A lick here, a nuzzle there, loyalty unbounded, is it the same as the affection of a child, sibling, partner or friend. I fail to see a major distinction when both are living, loving, breathing, communicating entities.

Time, we are told, is a great healer. Today is supposed to be better than yesterday, but I cannot feel it as yet. I want to turn back the clocks. I want to hear the dog barking with the juicy bone. I want it to be yesterday, when he was still living and loving.

Hearts do really ache, eyes are raw and although the body is supposedly 70 per cent water, I had no idea that we had such a huge reservoir of tears.

We woke in the dead of night, because my wife 'thought' that she felt him at the bed-side, and then could not get back to sleep. We still 'see' him everywhere, the spots where he used to lie, and sit, at differing hours of the day or night.

We miss his 'being there' and all his mannerisms, the way he cocked his ear at a strange sound, the way he snapped at flies, the way in which he loved his bath and the rubdown afterwards, looking for all the world as though he was in the swankest of spas.

We miss the rise of his hackles when he saw a cat, although once a cat chased him, and big brave DD ran to us, wailing like a Banshee and sought our protection.
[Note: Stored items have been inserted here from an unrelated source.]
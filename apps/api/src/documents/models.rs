use bytes::Bytes;
use serde::{Deserialize, Serialize};

/// Structured output of job-description parsing.
#[derive(Debug, Clone, Default, PartialEq, Serialize, Deserialize)]
pub struct ParsedJd {
    pub job_title: Option<String>,
    pub skills: Vec<String>,
    pub experience_years_min: Option<u32>,
    pub qualifications: Vec<String>,
}

#[derive(Debug, Clone, PartialEq, Serialize, Deserialize)]
pub struct Education {
    pub degree: String,
    pub field: String,
}

/// Structured output of resume parsing.
#[derive(Debug, Clone, Default, PartialEq, Serialize, Deserialize)]
pub struct ParsedResume {
    pub name: Option<String>,
    pub skills: Vec<String>,
    pub experience_years: Option<u32>,
    pub education: Vec<Education>,
}

/// Metadata echoed back for an uploaded file. Field names follow the
/// multipart conventions the frontend already reads.
#[derive(Debug, Clone, PartialEq, Serialize, Deserialize)]
pub struct FileMeta {
    pub originalname: String,
    pub size: usize,
    pub mimetype: String,
}

/// A single file received in a multipart upload, held in memory.
#[derive(Debug, Clone)]
pub struct UploadedFile {
    pub original_name: String,
    pub mime_type: String,
    pub bytes: Bytes,
}

impl UploadedFile {
    pub fn meta(&self) -> FileMeta {
        FileMeta {
            originalname: self.original_name.clone(),
            size: self.bytes.len(),
            mimetype: self.mime_type.clone(),
        }
    }

    pub fn is_text(&self) -> bool {
        self.mime_type.to_ascii_lowercase().starts_with("text/")
    }
}

/// Everything a client submitted to an upload endpoint: raw text, a file, both, or neither.
#[derive(Debug, Clone, Default)]
pub struct DocumentInput {
    pub text: Option<String>,
    /// Set when a truthy `text` value arrived that is not a string (e.g. `5` in JSON).
    /// It counts as submitted text but has nothing to parse.
    pub non_string_text: bool,
    pub file: Option<UploadedFile>,
}

impl DocumentInput {
    /// True when non-empty text, or a truthy non-string `text`, was submitted.
    pub fn has_text(&self) -> bool {
        self.non_string_text || self.text.as_deref().is_some_and(|t| !t.is_empty())
    }

    pub fn file_meta(&self) -> Option<FileMeta> {
        self.file.as_ref().map(UploadedFile::meta)
    }
}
In the end, of course, we could not protect him from the insidious, creeping cancer.

We miss his looks and expressions which conveyed so many meanings, and we miss the way that he 'talked' with us. We have the photos and memories, and here and there in the house, there is still a tuft of his red brown hair.
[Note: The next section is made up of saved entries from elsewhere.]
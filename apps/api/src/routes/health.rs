use axum::Json;
use serde_json::{json, Value};

/// GET /api/health
/// Static liveness payload.
pub async fn health_handler() -> Json<Value> {
    Json(json!({
        "ok": true,
        "service": "smart-talent-matcher-backend"
    }))
}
I drove the same road today, which was his last, and tears welled up. Tonight we will pack up his things and there will be more tears, I am sure, for he has gone.

Time will lessen the intensity of our sadness and temper it with the knowledge that we gave him a few good years, in which he lived a full and happy life, as a loved and valued friend. But my God, today and for days to come, we mourn his passing. In retrospect, Auden did get it right after all: 'I thought that love would last forever: I was wrong'.